Monday, January 19, 2009

Unsubstantiated rumours...

In stark contrast to last year, this glorious year, 2009, is off to a slow and drawling start (yes, I know drawling isn't a word, or at least not in that context, but lets just imagine it is for a minute or two.). So slow in fact, that the first 19 or so days of it have not quite been long enough for the newly appended digit to lose its shiny new sheen. It's quite the novelty, isn't it? Two thousand and niiiiinnnneeeee (Actually, now I really am drawling. But in the correct sense of the word. Hmm.). It has a nice ring to it, don't you think? Niiiinnneeeeeee. I was a big fan of two thousand and eight, since it just seems lovely and rounded, probably for some mathematical reason I'll never understand, but two thousand and nine is just novel. It doesn't sound like it should be a year. Niiiiiiiiiiiiiiiiiiiiiiiinnneeee.

None the less, here we are, in the oddly placed linguistically speaking, yet highly amusing 2009. One day I'm sure we'll look back on it and be utterly convinced that it never existed, that it was a patch of our lives that was lived entirely in a magical pocket exclusive of time, and perhaps even physics. I'll be sure to experiment on that aspect when I get home, possibly with some kind of home made catapult, some pineapples, and Krus' shed. I'll let you know of any interesting developments. Anyhow, regardless of the space/time status of this current 'year' or whatever else it might actually be, it is indeed off to a start.

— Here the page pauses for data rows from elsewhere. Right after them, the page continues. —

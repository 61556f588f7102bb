//! Vector-space distance metrics
//!
//! Term-frequency distances normalized by the total token count:
//! - Block (L1) Distance
//! - Euclidean (L2) Distance
//! - Q-Grams Distance (block distance over padded trigrams by default)

use super::{unit, StringMetric};
use crate::tokenizers::{term_frequencies, QGram, TokenSetUtilities, Tokenizer, Whitespace};

const BLOCK_COST_MS: f64 = 6.4457998e-5;
const EUCLIDEAN_COST_MS: f64 = 7.4457994e-5;
const QGRAMS_COST_MS: f64 = 1.3422e-4;

/// Per-term absolute count differences over the merged vocabulary
fn count_differences(first: &[String], second: &[String]) -> Vec<f64> {
    let first_freq = term_frequencies(first);
    let second_freq = term_frequencies(second);
    let mut utilities = TokenSetUtilities::new();
    let vocabulary = utilities.create_merged_set(first, second);

    vocabulary
        .iter()
        .map(|term| {
            let x = first_freq.get(term.as_str()).copied().unwrap_or(0) as f64;
            let y = second_freq.get(term.as_str()).copied().unwrap_or(0) as f64;
            (x - y).abs()
        })
        .collect()
}

fn l1_distance(first: &[String], second: &[String]) -> f64 {
    count_differences(first, second).iter().sum()
}

/// (|a| + |b| - d) / (|a| + |b|), 1.0 when both are empty
fn l1_similarity(first: &[String], second: &[String]) -> f64 {
    let total = (first.len() + second.len()) as f64;
    if total == 0.0 {
        return 1.0;
    }
    unit((total - l1_distance(first, second)) / total)
}

fn token_cost(tokenizer: &dyn Tokenizer, a: &str, b: &str, per_token: f64) -> f64 {
    let total = (tokenizer.tokenize(a).len() + tokenizer.tokenize(b).len()) as f64;
    total * total * per_token
}

// ============ Block Distance ============

#[derive(Debug)]
pub struct BlockDistance {
    tokenizer: Box<dyn Tokenizer>,
}

impl Default for BlockDistance {
    fn default() -> Self {
        Self::new()
    }
}

impl BlockDistance {
    pub fn new() -> Self {
        Self::with_tokenizer(Box::new(Whitespace::new()))
    }

    pub fn with_tokenizer(tokenizer: Box<dyn Tokenizer>) -> Self {
        Self { tokenizer }
    }
}

impl StringMetric for BlockDistance {
    fn short_description(&self) -> String {
        "BlockDistance".to_string()
    }

    fn long_description(&self) -> String {
        format!(
            "L1 block distance over {} term frequencies",
            self.tokenizer.short_description()
        )
    }

    fn similarity(&self, a: &str, b: &str) -> f64 {
        l1_similarity(&self.tokenizer.tokenize(a), &self.tokenizer.tokenize(b))
    }

    fn unnormalized_similarity(&self, a: &str, b: &str) -> f64 {
        l1_distance(&self.tokenizer.tokenize(a), &self.tokenizer.tokenize(b))
    }

    fn estimated_cost(&self, a: &str, b: &str) -> f64 {
        token_cost(self.tokenizer.as_ref(), a, b, BLOCK_COST_MS)
    }
}

// ============ Euclidean Distance ============

#[derive(Debug)]
pub struct EuclideanDistance {
    tokenizer: Box<dyn Tokenizer>,
}

impl Default for EuclideanDistance {
    fn default() -> Self {
        Self::new()
    }
}

impl EuclideanDistance {
    pub fn new() -> Self {
        Self::with_tokenizer(Box::new(Whitespace::new()))
    }

    pub fn with_tokenizer(tokenizer: Box<dyn Tokenizer>) -> Self {
        Self { tokenizer }
    }

    fn distance(first: &[String], second: &[String]) -> f64 {
        count_differences(first, second)
            .iter()
            .map(|d| d * d)
            .sum::<f64>()
            .sqrt()
    }
}

impl StringMetric for EuclideanDistance {
    fn short_description(&self) -> String {
        "EuclideanDistance".to_string()
    }

    fn long_description(&self) -> String {
        format!(
            "L2 distance over {} term frequencies",
            self.tokenizer.short_description()
        )
    }

    fn similarity(&self, a: &str, b: &str) -> f64 {
        let first = self.tokenizer.tokenize(a);
        let second = self.tokenizer.tokenize(b);
        let total = ((first.len() + second.len()) as f64).sqrt();
        if total == 0.0 {
            return 1.0;
        }
        unit((total - Self::distance(&first, &second)) / total)
    }

    fn unnormalized_similarity(&self, a: &str, b: &str) -> f64 {
        Self::distance(&self.tokenizer.tokenize(a), &self.tokenizer.tokenize(b))
    }

    fn estimated_cost(&self, a: &str, b: &str) -> f64 {
        token_cost(self.tokenizer.as_ref(), a, b, EUCLIDEAN_COST_MS)
    }
}

// ============ Q-Grams Distance ============

#[derive(Debug)]
pub struct QGramsDistance {
    tokenizer: Box<dyn Tokenizer>,
}

impl Default for QGramsDistance {
    fn default() -> Self {
        Self::new()
    }
}

impl QGramsDistance {
    /// Padded trigrams
    pub fn new() -> Self {
        Self::with_tokenizer(Box::new(QGram::q3_extended()))
    }

    pub fn with_tokenizer(tokenizer: Box<dyn Tokenizer>) -> Self {
        Self { tokenizer }
    }
}

impl StringMetric for QGramsDistance {
    fn short_description(&self) -> String {
        "QGramsDistance".to_string()
    }

    fn long_description(&self) -> String {
        format!(
            "Block distance over {} tokens",
            self.tokenizer.short_description()
        )
    }

    fn similarity(&self, a: &str, b: &str) -> f64 {
        l1_similarity(&self.tokenizer.tokenize(a), &self.tokenizer.tokenize(b))
    }

    fn unnormalized_similarity(&self, a: &str, b: &str) -> f64 {
        l1_distance(&self.tokenizer.tokenize(a), &self.tokenizer.tokenize(b))
    }

    fn estimated_cost(&self, a: &str, b: &str) -> f64 {
        token_cost(self.tokenizer.as_ref(), a, b, QGRAMS_COST_MS)
    }
}

#[cfg(test)]
mod tests {
    use super::*;

    #[test]
    fn test_block_distance() {
        let metric = BlockDistance::new();
        let (a, b) = ("the cat sat", "the dog sat");
        // the:0 cat:1 dog:1 sat:0
        assert_eq!(metric.unnormalized_similarity(a, b), 2.0);
        assert!((metric.similarity(a, b) - 4.0 / 6.0).abs() < 1e-12);
    }

    #[test]
    fn test_block_distance_counts_multiplicity() {
        let metric = BlockDistance::new();
        assert_eq!(metric.unnormalized_similarity("a a a", "a"), 2.0);
        assert_eq!(metric.similarity("a b", "c d"), 0.0);
    }

    #[test]
    fn test_euclidean_distance() {
        let metric = EuclideanDistance::new();
        let (a, b) = ("the cat sat", "the dog sat");
        assert!((metric.unnormalized_similarity(a, b) - 2f64.sqrt()).abs() < 1e-12);
        let expected = (6f64.sqrt() - 2f64.sqrt()) / 6f64.sqrt();
        assert!((metric.similarity(a, b) - expected).abs() < 1e-12);
    }

    #[test]
    fn test_euclidean_is_floored_at_zero() {
        let metric = EuclideanDistance::new();
        assert_eq!(metric.similarity("x x x x", "y"), 0.0);
    }

    #[test]
    fn test_qgrams_distance() {
        let metric = QGramsDistance::new();
        assert_eq!(metric.similarity("abc", "abc"), 1.0);
        // ##a #ab ab# b## vs ##a #ac ac# c##
        assert_eq!(metric.unnormalized_similarity("ab", "ac"), 6.0);
        assert!((metric.similarity("ab", "ac") - 2.0 / 8.0).abs() < 1e-12);
    }

    #[test]
    fn test_empty_inputs() {
        assert_eq!(BlockDistance::new().similarity("", ""), 1.0);
        assert_eq!(EuclideanDistance::new().similarity("", ""), 1.0);
        assert_eq!(QGramsDistance::new().similarity("", ""), 1.0);
    }
}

Now, while we all seem to have ascertained that 2008 was a horribly shitty year all round (except for the task of writing or pronouncing the the numbers two thousand and eight. Speaking of which, I wonder how the world would accept the lettered form of the year number on forms and the like? Hmm. Maybe a new dating format could be established. Again, in both senses of the word. Perhaps it is time for you, reader, to stop indulging my brackets now. I suspect they're making less and less sense.), 2009 seems to be showing some promise. Now I know it's only January and we're not back in full swing yet, but things are running quite smoothly thus far. Work is slowly getting back on track, social events seem to be occurring with minimal fuss, the weather has been a whole lot more typical than 2008 ever managed, and, while I wait for my normal coffee shop to reopen after a holiday, Hudsons have been serving me exceptionally average coffee - a marked improvement from their normal standard of inconsistent dirt water complete with crunchy bits. There is of course this whole Israel-being-the-worlds-biggest-fuckwits-and-shamelessly-getting-away-with-it aspect, but to be fair, that did start in 2008, that filthy trollop of a year.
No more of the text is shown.